The data ▸
========
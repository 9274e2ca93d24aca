//! Analysis orchestration: options, counters, and the per-run context.
//!
//! The flow engine itself lives in `crate::flow`; this module owns the
//! shared state one analysis run needs around it - the configured
//! options, the concurrent counter sink, and the append-only warning
//! and error collections that detectors and the loader feed.

mod context;
mod options;

pub use context::{AnalysisContext, AnalysisError, NullStats, StatsSink};
pub use options::AnalysisOptions;
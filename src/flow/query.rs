//! Read-only accessors over an annotated method.
//!
//! Everything here is pure; detectors query the annotations, they never
//! mutate flow state. All of these treat a missing annotation as "no
//! flow information", which is a normal state, not an error.

use std::collections::HashSet;

use crate::ast::{Const, ExprId, MethodBody, Operation, TypeHierarchy, TypeName};

use super::{MethodFlow, SourceRef};

impl MethodFlow {
    /// The resolved defining source of `expr`, or `expr` itself if the
    /// pass recorded nothing for it.
    pub fn source(&self, expr: ExprId) -> SourceRef {
        self.data.source_of(expr)
    }

    /// Whether the value consumed at `expr` was merged from several
    /// candidate origins.
    pub fn has_phi_source(&self, expr: ExprId) -> bool {
        matches!(self.data.sources.get(&expr), Some(SourceRef::Phi(_)))
    }

    /// The flattened non-phi origins behind a phi source.
    pub fn phi_origins(&self, phi: super::PhiId) -> &[ExprId] {
        self.data.phi_origins(phi)
    }

    /// Every expression consuming `expr`: its direct tree parent plus
    /// each load resolved to it.
    pub fn usages(&self, expr: ExprId) -> &[ExprId] {
        self.data
            .consumers
            .get(&expr)
            .map(Vec::as_slice)
            .unwrap_or(&[])
    }

    /// The propagated constant value of `expr`, if it has exactly one.
    pub fn value(&self, expr: ExprId) -> Option<&Const> {
        match self.data.values.get(&expr) {
            Some(super::Val::Const(c)) => Some(c),
            _ => None,
        }
    }

    /// Fold `mapper` over every concrete origin of `expr` reachable
    /// through phi chains, combining the results with `reducer`.
    pub fn reduce<T>(
        &self,
        expr: ExprId,
        mapper: &mut dyn FnMut(ExprId) -> T,
        reducer: &mut dyn FnMut(T, T) -> T,
    ) -> T {
        let mut seen = HashSet::new();
        self.reduce_inner(expr, mapper, reducer, &mut seen)
    }

    fn reduce_inner<T>(
        &self,
        expr: ExprId,
        mapper: &mut dyn FnMut(ExprId) -> T,
        reducer: &mut dyn FnMut(T, T) -> T,
        seen: &mut HashSet<super::PhiId>,
    ) -> T {
        match self.source(expr) {
            SourceRef::Expr(e) => mapper(e),
            // A phi revisited through its own origins maps as itself.
            SourceRef::Phi(p) if !seen.insert(p) => mapper(expr),
            SourceRef::Phi(p) => {
                let origins = self.data.phi_origins(p).to_vec();
                let Some((&first, rest)) = origins.split_first() else {
                    return mapper(expr);
                };
                let mut acc = self.reduce_inner(first, mapper, reducer, seen);
                for &origin in rest {
                    let mapped = self.reduce_inner(origin, mapper, reducer, seen);
                    acc = reducer(acc, mapped);
                }
                acc
            }
        }
    }

    /// Most specific declared type common to every concrete origin of
    /// `expr`; `None` when any origin's type is unknown or the chains
    /// never agree.
    pub fn reduce_type(
        &self,
        body: &MethodBody,
        types: &TypeHierarchy,
        expr: ExprId,
    ) -> Option<TypeName> {
        self.reduce(
            expr,
            &mut |e| body.expr(e).ty.clone(),
            &mut |a, b| match (a, b) {
                (Some(a), Some(b)) => types.common_ancestor(&a, &b),
                _ => None,
            },
        )
    }

    /// Whether `pred` holds for every concrete origin behind `src`,
    /// looking through phi joins and both result operands of a ternary.
    pub fn all_match(
        &self,
        body: &MethodBody,
        src: SourceRef,
        pred: &dyn Fn(ExprId) -> bool,
    ) -> bool {
        match src {
            SourceRef::Phi(p) => self.data.phi_origins(p).iter().all(|&o| pred(o)),
            SourceRef::Expr(e) => {
                let expr = body.expr(e);
                if expr.op == Operation::Ternary && expr.args.len() == 3 {
                    self.all_match(body, self.source(expr.args[1]), pred)
                        && self.all_match(body, self.source(expr.args[2]), pred)
                } else {
                    pred(e)
                }
            }
        }
    }

    /// Whether `pred` holds for any concrete origin behind `src`.
    pub fn any_match(
        &self,
        body: &MethodBody,
        src: SourceRef,
        pred: &dyn Fn(ExprId) -> bool,
    ) -> bool {
        match src {
            SourceRef::Phi(p) => self.data.phi_origins(p).iter().any(|&o| pred(o)),
            SourceRef::Expr(e) => {
                let expr = body.expr(e);
                if expr.op == Operation::Ternary && expr.args.len() == 3 {
                    self.any_match(body, self.source(expr.args[1]), pred)
                        || self.any_match(body, self.source(expr.args[2]), pred)
                } else {
                    pred(e)
                }
            }
        }
    }

    /// First concrete origin behind `src` satisfying `pred`.
    pub fn find_first(
        &self,
        body: &MethodBody,
        src: SourceRef,
        pred: &dyn Fn(ExprId) -> bool,
    ) -> Option<ExprId> {
        match src {
            SourceRef::Phi(p) => self.data.phi_origins(p).iter().copied().find(|&o| pred(o)),
            SourceRef::Expr(e) => {
                let expr = body.expr(e);
                if expr.op == Operation::Ternary && expr.args.len() == 3 {
                    self.find_first(body, self.source(expr.args[1]), pred)
                        .or_else(|| self.find_first(body, self.source(expr.args[2]), pred))
                } else {
                    pred(e).then_some(e)
                }
            }
        }
    }

    /// Consumers of `expr` reached by walking forward through pure
    /// read-after-write indirections: stores are skipped, a load that
    /// merely re-reads a binding recurses into its own consumers.
    /// With `include_phi` false, consumers whose value was merged at a
    /// join are left out.
    pub fn find_transitive_usages(
        &self,
        body: &MethodBody,
        expr: ExprId,
        include_phi: bool,
    ) -> Vec<ExprId> {
        let mut out = Vec::new();
        let mut seen = HashSet::new();
        self.collect_transitive(body, expr, include_phi, &mut seen, &mut out);
        out
    }

    fn collect_transitive(
        &self,
        body: &MethodBody,
        expr: ExprId,
        include_phi: bool,
        seen: &mut HashSet<ExprId>,
        out: &mut Vec<ExprId>,
    ) {
        if !seen.insert(expr) {
            return;
        }
        for &consumer in self.usages(expr) {
            if !include_phi && self.has_phi_source(consumer) {
                continue;
            }
            match body.expr(consumer).op {
                Operation::Store => {}
                Operation::Load => self.collect_transitive(body, consumer, include_phi, seen, out),
                _ => {
                    if !out.contains(&consumer) {
                        out.push(consumer);
                    }
                }
            }
        }
    }

    /// Whether every consumer of `expr`, recursively, only ever feeds
    /// an assertion guard (`!$assertionsDisabled && ...` conditions the
    /// compiler emits for `assert`).
    pub fn is_assertion(&self, body: &MethodBody, expr: ExprId) -> bool {
        let mut seen = HashSet::new();
        self.is_assertion_inner(body, expr, &mut seen)
    }

    fn is_assertion_inner(
        &self,
        body: &MethodBody,
        expr: ExprId,
        seen: &mut HashSet<ExprId>,
    ) -> bool {
        if !seen.insert(expr) {
            return false;
        }
        // Stores are plumbing: the loads reading them back are already
        // in the consumer set through the flow edges.
        let mut real = self
            .usages(expr)
            .iter()
            .filter(|&&u| body.expr(u).op != Operation::Store)
            .peekable();
        real.peek().is_some()
            && real.all(|&parent| {
                is_assertion_condition(body, parent) || self.is_assertion_inner(body, parent, seen)
            })
    }
}

fn is_assertion_status_check(body: &MethodBody, expr: ExprId) -> bool {
    let e = body.expr(expr);
    if e.op != Operation::LogicalNot {
        return false;
    }
    let Some(&arg) = e.args.first() else {
        return false;
    };
    let arg = body.expr(arg);
    if arg.op != Operation::GetStatic {
        return false;
    }
    arg.field().is_some_and(|f| f.name.starts_with("$assertions"))
}

fn is_assertion_condition(body: &MethodBody, expr: ExprId) -> bool {
    let e = body.expr(expr);
    e.op == Operation::LogicalAnd
        && e.args.iter().any(|&a| is_assertion_status_check(body, a))
}
//! Loops with no reachable exit.
//!
//! A `while (true)` body with no `break` at its own level and no
//! `return` or `throw` anywhere inside never terminates. Busy-wait
//! loops of this shape are a classic broken-synchronization symptom.

use crate::ast::{Block, LoopKind, MethodBody, Node, Operation};

use super::{Detector, MethodContext, WarningKind};

/// A `break` at the loop's own level. Nested loops and switches bind
/// their own `break`, so those subtrees are not descended into.
fn has_own_break(body: &MethodBody, block: &Block) -> bool {
    block.body.iter().any(|node| match node {
        Node::Expr(e) => body.expr(*e).op == Operation::Break,
        Node::Block(b) => has_own_break(body, b),
        Node::Condition(c) => {
            has_own_break(body, &c.then_block) || has_own_break(body, &c.else_block)
        }
        Node::Try(t) => has_own_break(body, &t.protected),
        Node::Loop(_) | Node::Switch(_) | Node::Label(_) => false,
    })
}

/// A `return` or `throw` at any depth.
fn has_exit(body: &MethodBody, block: &Block) -> bool {
    block.body.iter().any(|node| match node {
        Node::Expr(e) => matches!(
            body.expr(*e).op,
            Operation::Return | Operation::Throw
        ),
        Node::Block(b) => has_exit(body, b),
        Node::Condition(c) => has_exit(body, &c.then_block) || has_exit(body, &c.else_block),
        Node::Loop(l) => has_exit(body, &l.body),
        Node::Switch(s) => s.cases.iter().any(|case| has_exit(body, &case.body)),
        Node::Try(t) => has_exit(body, &t.protected),
        Node::Label(_) => false,
    })
}

pub struct InfiniteLoop;

impl InfiniteLoop {
    fn walk(&self, cx: &mut MethodContext<'_>, block: &Block) {
        for node in &block.body {
            match node {
                Node::Loop(l) => {
                    if l.kind == LoopKind::NoTest
                        && !has_own_break(cx.body, &l.body)
                        && !has_exit(cx.body, &l.body)
                    {
                        cx.report(WarningKind::InfiniteLoop, 0, Vec::<String>::new());
                    }
                    self.walk(cx, &l.body);
                }
                Node::Block(b) => self.walk(cx, b),
                Node::Condition(c) => {
                    self.walk(cx, &c.then_block);
                    self.walk(cx, &c.else_block);
                }
                Node::Switch(s) => {
                    for case in &s.cases {
                        self.walk(cx, &case.body);
                    }
                }
                Node::Try(t) => self.walk(cx, &t.protected),
                Node::Expr(_) | Node::Label(_) => {}
            }
        }
    }
}

impl Detector for InfiniteLoop {
    fn name(&self) -> &'static str {
        "infinite-loop"
    }

    fn kinds(&self) -> &'static [WarningKind] {
        &[WarningKind::InfiniteLoop]
    }

    fn check(&self, cx: &mut MethodContext<'_>) {
        let body = cx.body;
        self.walk(cx, &body.root);
    }
}
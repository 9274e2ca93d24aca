//! Classcheck CLI entry point.

use clap::Parser;
use classcheck::cli::{self, Cli, Commands, EXIT_ERROR};

fn main() {
    let cli = Cli::parse();

    let exit_code = match cli.command {
        Commands::Analyze(args) => match cli::run_analyze(&args) {
            Ok(code) => code,
            Err(e) => {
                eprintln!("Error: {}", e);
                EXIT_ERROR
            }
        },
        Commands::List => match cli::run_list() {
            Ok(code) => code,
            Err(e) => {
                eprintln!("Error: {}", e);
                EXIT_ERROR
            }
        },
    };

    std::process::exit(exit_code);
}
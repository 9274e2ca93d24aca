//! Detection module for bug patterns in decompiled methods.

use crate::ast::{MethodBody, TypeHierarchy};
use crate::flow::MethodFlow;

mod infinite_loop;
mod new_get_class;
mod number_constructor;
mod parameter_overwritten;
mod runner;
mod types;

pub use infinite_loop::InfiniteLoop;
pub use new_get_class::NewGetClass;
pub use number_constructor::NumberConstructor;
pub use parameter_overwritten::ParameterOverwritten;
pub use runner::Runner;
pub use types::{Warning, WarningKind};

/// Everything a detector may inspect while visiting one method, plus
/// the sink its warnings go to.
///
/// `flow` is `None` when the value-flow pass gave up on the method;
/// detectors degrade to syntactic checks or stay silent in that case.
pub struct MethodContext<'a> {
    pub class: &'a str,
    pub body: &'a MethodBody,
    pub flow: Option<&'a MethodFlow>,
    pub types: &'a TypeHierarchy,
    warnings: Vec<Warning>,
}

impl<'a> MethodContext<'a> {
    pub fn new(
        class: &'a str,
        body: &'a MethodBody,
        flow: Option<&'a MethodFlow>,
        types: &'a TypeHierarchy,
    ) -> Self {
        Self {
            class,
            body,
            flow,
            types,
            warnings: Vec::new(),
        }
    }

    /// Record a warning. `adjustment` is subtracted from the kind's
    /// maximum score; weaker evidence reports larger adjustments.
    pub fn report<S: Into<String>>(&mut self, kind: WarningKind, adjustment: u32, notes: Vec<S>) {
        let score = kind.max_score().saturating_sub(adjustment);
        self.warnings.push(Warning {
            kind,
            class: self.class.to_string(),
            method: self.body.name.clone(),
            score,
            notes: notes.into_iter().map(Into::into).collect(),
        });
    }

    fn into_warnings(self) -> Vec<Warning> {
        self.warnings
    }
}

/// A single bug-pattern check run once per method.
pub trait Detector: Sync + Send {
    /// Stable name used in reports and `classcheck list`.
    fn name(&self) -> &'static str;

    /// Warning kinds this detector can produce.
    fn kinds(&self) -> &'static [WarningKind];

    fn check(&self, cx: &mut MethodContext<'_>);
}
//! Node and expression types for decompiled method bodies.

use serde::{Deserialize, Serialize};

use super::types::TypeName;

/// Arena index of an expression within one [`MethodBody`].
#[derive(Debug, Clone, Copy, PartialEq, Eq, Hash, PartialOrd, Ord, Serialize, Deserialize)]
#[serde(transparent)]
pub struct ExprId(pub u32);

impl ExprId {
    pub fn index(self) -> usize {
        self.0 as usize
    }
}

/// Binding id: a parameter, local variable, or synthetic stack slot.
///
/// Binding ids are scoped to one method and its nested closures; the
/// decompiler guarantees captured variables keep their enclosing id.
#[derive(Debug, Clone, Copy, PartialEq, Eq, Hash, PartialOrd, Ord, Serialize, Deserialize)]
#[serde(transparent)]
pub struct VarId(pub u32);

/// Index of a closure literal within one [`MethodBody`].
#[derive(Debug, Clone, Copy, PartialEq, Eq, Hash, PartialOrd, Ord, Serialize, Deserialize)]
#[serde(transparent)]
pub struct ClosureId(pub u32);

impl ClosureId {
    pub fn index(self) -> usize {
        self.0 as usize
    }
}

/// Operation kind of a decompiled expression.
///
/// This is the subset of the decompiler's instruction vocabulary that
/// the flow engine and the detectors care about. `ParamDef` is
/// synthetic: the flow engine appends one per parameter to represent
/// the method's initial frame; it never appears in a dump.
#[derive(Debug, Clone, Copy, PartialEq, Eq, Hash, Serialize, Deserialize)]
#[serde(rename_all = "snake_case")]
pub enum Operation {
    // Bindings
    Load,
    Store,
    Const,
    // Control transfer
    Return,
    Throw,
    Break,
    Continue,
    Goto,
    Ret,
    // Synchronization
    MonitorEnter,
    MonitorExit,
    // Arithmetic and bitwise
    Add,
    Sub,
    Mul,
    Div,
    Rem,
    Neg,
    And,
    Or,
    Xor,
    Shl,
    Shr,
    UShr,
    // Comparisons (produce int 0/1)
    CmpEq,
    CmpNe,
    CmpLt,
    CmpGe,
    CmpGt,
    CmpLe,
    // Boolean logic
    LogicalAnd,
    LogicalOr,
    LogicalNot,
    Ternary,
    // Objects and members
    InitObject,
    InvokeVirtual,
    InvokeStatic,
    InvokeSpecial,
    GetStatic,
    PutStatic,
    GetField,
    PutField,
    ArrayLength,
    ArrayLoad,
    ArrayStore,
    Cast,
    InstanceOf,
    /// Closure literal; its operand names the captured closure body.
    Bind,
    /// Synthetic parameter definition created by the flow engine.
    ParamDef,
}

/// Reference to a field, used by `GetStatic`/`GetField` and friends.
#[derive(Debug, Clone, PartialEq, Serialize, Deserialize)]
pub struct FieldRef {
    pub owner: TypeName,
    pub name: String,
    pub ty: TypeName,
}

/// Reference to a method, used by the invoke operations.
#[derive(Debug, Clone, PartialEq, Serialize, Deserialize)]
pub struct MethodRef {
    pub owner: TypeName,
    pub name: String,
    pub descriptor: String,
}

/// Constant value carried by a `Const` expression or propagated by the
/// flow engine.
#[derive(Debug, Clone, PartialEq, Serialize, Deserialize)]
#[serde(rename_all = "snake_case")]
pub enum Const {
    Null,
    Int(i32),
    Long(i64),
    Float(f32),
    Double(f64),
    Str(String),
}

/// Typed operand attached to an expression.
#[derive(Debug, Clone, PartialEq, Serialize, Deserialize)]
#[serde(rename_all = "snake_case")]
pub enum Operand {
    Variable(VarId),
    Field(FieldRef),
    Method(MethodRef),
    Const(Const),
    Closure(ClosureId),
    Label(String),
}

/// A decompiled expression: an operation, its operand expressions, and
/// an optional typed operand reference.
#[derive(Debug, Clone, PartialEq, Serialize, Deserialize)]
pub struct Expression {
    pub op: Operation,
    #[serde(default)]
    pub args: Vec<ExprId>,
    #[serde(default)]
    pub operand: Option<Operand>,
    /// Declared type of the produced value, when the decompiler knows it.
    #[serde(default)]
    pub ty: Option<TypeName>,
}

impl Expression {
    /// The bound variable, for `Load`/`Store`/`ParamDef` expressions.
    pub fn variable(&self) -> Option<VarId> {
        match self.operand {
            Some(Operand::Variable(v)) => Some(v),
            _ => None,
        }
    }

    /// The referenced method, for invoke expressions.
    pub fn method(&self) -> Option<&MethodRef> {
        match &self.operand {
            Some(Operand::Method(m)) => Some(m),
            _ => None,
        }
    }

    /// The referenced field, for field access expressions.
    pub fn field(&self) -> Option<&FieldRef> {
        match &self.operand {
            Some(Operand::Field(f)) => Some(f),
            _ => None,
        }
    }

    /// The referenced closure, for `Bind` expressions.
    pub fn closure(&self) -> Option<ClosureId> {
        match self.operand {
            Some(Operand::Closure(c)) => Some(c),
            _ => None,
        }
    }
}

/// One structured node of a method body tree. The variant set is closed.
#[derive(Debug, Clone, PartialEq, Serialize, Deserialize)]
#[serde(rename_all = "snake_case")]
pub enum Node {
    Expr(ExprId),
    Block(Block),
    Condition(Condition),
    Loop(Loop),
    Switch(Switch),
    Try(TryBlock),
    Label(String),
}

/// Sequence of nodes executed in order.
#[derive(Debug, Clone, PartialEq, Default, Serialize, Deserialize)]
pub struct Block {
    pub body: Vec<Node>,
}

impl Block {
    pub fn new(body: Vec<Node>) -> Self {
        Self { body }
    }
}

/// Two-way conditional.
#[derive(Debug, Clone, PartialEq, Serialize, Deserialize)]
pub struct Condition {
    pub test: ExprId,
    pub then_block: Block,
    #[serde(default)]
    pub else_block: Block,
}

/// Loop shape: exit-by-break only, test before body, or test after body.
#[derive(Debug, Clone, Copy, PartialEq, Serialize, Deserialize)]
#[serde(rename_all = "snake_case")]
pub enum LoopKind {
    NoTest,
    PreTest(ExprId),
    PostTest(ExprId),
}

#[derive(Debug, Clone, PartialEq, Serialize, Deserialize)]
pub struct Loop {
    pub kind: LoopKind,
    pub body: Block,
}

#[derive(Debug, Clone, PartialEq, Serialize, Deserialize)]
pub struct Switch {
    pub selector: ExprId,
    pub cases: Vec<CaseBlock>,
}

/// One switch case. Cases appear in source order; a case without a
/// trailing break falls through into the next one.
#[derive(Debug, Clone, PartialEq, Serialize, Deserialize)]
pub struct CaseBlock {
    #[serde(default)]
    pub values: Vec<i32>,
    #[serde(default)]
    pub default: bool,
    pub body: Block,
}

/// Protected region. The only analyzable shape is a monitor-guarded
/// region with no handlers and no finally; everything else makes the
/// flow engine abandon the method.
#[derive(Debug, Clone, PartialEq, Serialize, Deserialize)]
pub struct TryBlock {
    pub protected: Block,
    #[serde(default)]
    pub handlers: usize,
    #[serde(default)]
    pub has_finally: bool,
}

/// A closure literal nested inside a method. Its body shares the
/// enclosing method's expression arena and binding-id space.
#[derive(Debug, Clone, PartialEq, Serialize, Deserialize)]
pub struct Closure {
    #[serde(default)]
    pub params: Vec<VarId>,
    pub body: Block,
}

/// A full decompiled method body: the expression arena, the closure
/// table, and the structured tree rooted at `root`.
#[derive(Debug, Clone, PartialEq, Serialize, Deserialize)]
pub struct MethodBody {
    pub name: String,
    #[serde(default)]
    pub descriptor: String,
    #[serde(default)]
    pub params: Vec<VarId>,
    pub exprs: Vec<Expression>,
    #[serde(default)]
    pub closures: Vec<Closure>,
    pub root: Block,
}

impl MethodBody {
    pub fn expr(&self, id: ExprId) -> &Expression {
        &self.exprs[id.index()]
    }

    pub fn closure(&self, id: ClosureId) -> &Closure {
        &self.closures[id.index()]
    }

    /// Append an expression to the arena. Used by the flow engine for
    /// synthetic parameter definitions; dump-loaded ids stay stable.
    pub fn push_expr(&mut self, expr: Expression) -> ExprId {
        let id = ExprId(self.exprs.len() as u32);
        self.exprs.push(expr);
        id
    }

    /// All expression ids currently in the arena.
    pub fn expr_ids(&self) -> impl Iterator<Item = ExprId> {
        (0..self.exprs.len() as u32).map(ExprId)
    }
}
//! Core types for detection results.

use serde::{Deserialize, Serialize};

/// Every warning the built-in detectors can produce.
#[derive(Debug, Clone, Copy, PartialEq, Eq, Hash, Serialize, Deserialize)]
pub enum WarningKind {
    #[serde(rename = "number_constructor")]
    NumberConstructor,
    #[serde(rename = "boolean_constructor")]
    BooleanConstructor,
    #[serde(rename = "new_for_get_class")]
    NewForGetClass,
    #[serde(rename = "parameter_overwritten")]
    ParameterOverwritten,
    #[serde(rename = "infinite_loop")]
    InfiniteLoop,
}

impl WarningKind {
    pub fn as_str(&self) -> &'static str {
        match self {
            WarningKind::NumberConstructor => "number_constructor",
            WarningKind::BooleanConstructor => "boolean_constructor",
            WarningKind::NewForGetClass => "new_for_get_class",
            WarningKind::ParameterOverwritten => "parameter_overwritten",
            WarningKind::InfiniteLoop => "infinite_loop",
        }
    }

    pub fn category(&self) -> &'static str {
        match self {
            WarningKind::NumberConstructor
            | WarningKind::BooleanConstructor
            | WarningKind::NewForGetClass => "performance",
            WarningKind::ParameterOverwritten => "correctness",
            WarningKind::InfiniteLoop => "multithreading",
        }
    }

    /// Score reported when the evidence is as strong as it gets.
    pub fn max_score(&self) -> u32 {
        match self {
            WarningKind::NumberConstructor => 45,
            WarningKind::BooleanConstructor => 55,
            WarningKind::NewForGetClass => 50,
            WarningKind::ParameterOverwritten => 55,
            WarningKind::InfiniteLoop => 70,
        }
    }

    pub fn all() -> &'static [WarningKind] {
        &[
            WarningKind::NumberConstructor,
            WarningKind::BooleanConstructor,
            WarningKind::NewForGetClass,
            WarningKind::ParameterOverwritten,
            WarningKind::InfiniteLoop,
        ]
    }
}

impl std::fmt::Display for WarningKind {
    fn fmt(&self, f: &mut std::fmt::Formatter<'_>) -> std::fmt::Result {
        write!(f, "{}", self.as_str())
    }
}

/// A single detected issue, attributed to one method.
#[derive(Debug, Clone, Serialize, Deserialize)]
pub struct Warning {
    pub kind: WarningKind,
    pub class: String,
    pub method: String,
    /// 0..=100; higher means more confident and more severe.
    pub score: u32,
    /// Free-form annotations, e.g. the suggested replacement call.
    #[serde(default)]
    pub notes: Vec<String>,
}
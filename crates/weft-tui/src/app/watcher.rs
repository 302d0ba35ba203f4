//! Watchers — background event sources feeding the main queue.
//!
//! Each watcher lives on its own thread and communicates only by
//! enqueueing closures; it never touches elements or signals directly.
//! Every watcher observes the stop flag and exits promptly when the
//! app shuts down.

use std::sync::Arc;
use std::sync::atomic::Ordering;
use std::sync::mpsc::{Receiver, RecvTimeoutError};
use std::time::Duration;

use super::{App, Task, send_task};

/// How often a blocked watcher re-checks the stop flag.
const STOP_POLL: Duration = Duration::from_millis(100);

impl App {
    /// Watch a channel: each received value is handed to `handler` on
    /// the main thread. The watcher exits when the channel closes or
    /// the app stops.
    pub fn watch_channel<T: Send + 'static>(
        &mut self,
        rx: Receiver<T>,
        handler: impl FnMut(&mut App, T) + Send + 'static,
    ) {
        let tx = self.task_sender();
        let stopped = self.stopped_flag();
        let handler = Arc::new(std::sync::Mutex::new(handler));

        let join = std::thread::spawn(move || {
            loop {
                if stopped.load(Ordering::SeqCst) {
                    break;
                }
                match rx.recv_timeout(STOP_POLL) {
                    Ok(value) => {
                        let handler = Arc::clone(&handler);
                        let task: Task = Box::new(move |app: &mut App| {
                            if let Ok(mut h) = handler.lock() {
                                (*h)(app, value);
                            }
                        });
                        if !send_task(&tx, &stopped, task) {
                            break;
                        }
                    }
                    Err(RecvTimeoutError::Timeout) => continue,
                    Err(RecvTimeoutError::Disconnected) => break,
                }
            }
            tracing::debug!("channel watcher exited");
        });
        self.track_worker(join);
    }

    /// Run `tick` on the main thread at a fixed interval until the app
    /// stops.
    pub fn every(&mut self, interval: Duration, tick: impl FnMut(&mut App) + Send + 'static) {
        let tx = self.task_sender();
        let stopped = self.stopped_flag();
        let tick = Arc::new(std::sync::Mutex::new(tick));

        let join = std::thread::spawn(move || {
            loop {
                // Sleep in slices so shutdown is never delayed by a
                // long interval.
                let mut remaining = interval;
                while !remaining.is_zero() {
                    if stopped.load(Ordering::SeqCst) {
                        tracing::debug!("timer watcher exited");
                        return;
                    }
                    let slice = remaining.min(STOP_POLL);
                    std::thread::sleep(slice);
                    remaining = remaining.saturating_sub(slice);
                }
                if stopped.load(Ordering::SeqCst) {
                    break;
                }
                let tick = Arc::clone(&tick);
                let task: Task = Box::new(move |app: &mut App| {
                    if let Ok(mut t) = tick.lock() {
                        (*t)(app);
                    }
                });
                if !send_task(&tx, &stopped, task) {
                    break;
                }
            }
            tracing::debug!("timer watcher exited");
        });
        self.track_worker(join);
    }

    fn track_worker(&mut self, join: std::thread::JoinHandle<()>) {
        self.workers.push(join);
    }
}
========
About this exercise ▸
What you return should be exactly the lines above, starting at the one with "use std::sync::atomic::Ordering;" and ending at the one with "a channel: each", and nothing else.

The answer ▸
use std::sync::atomic::Ordering;
use std::sync::mpsc::{Receiver, RecvTimeoutError};
use std::time::Duration;

use super::{App, Task, send_task};

/// How often a blocked watcher re-checks the stop flag.
const STOP_POLL: Duration = Duration::from_millis(100);

impl App {
    /// Watch a channel: each received value is handed to `handler` on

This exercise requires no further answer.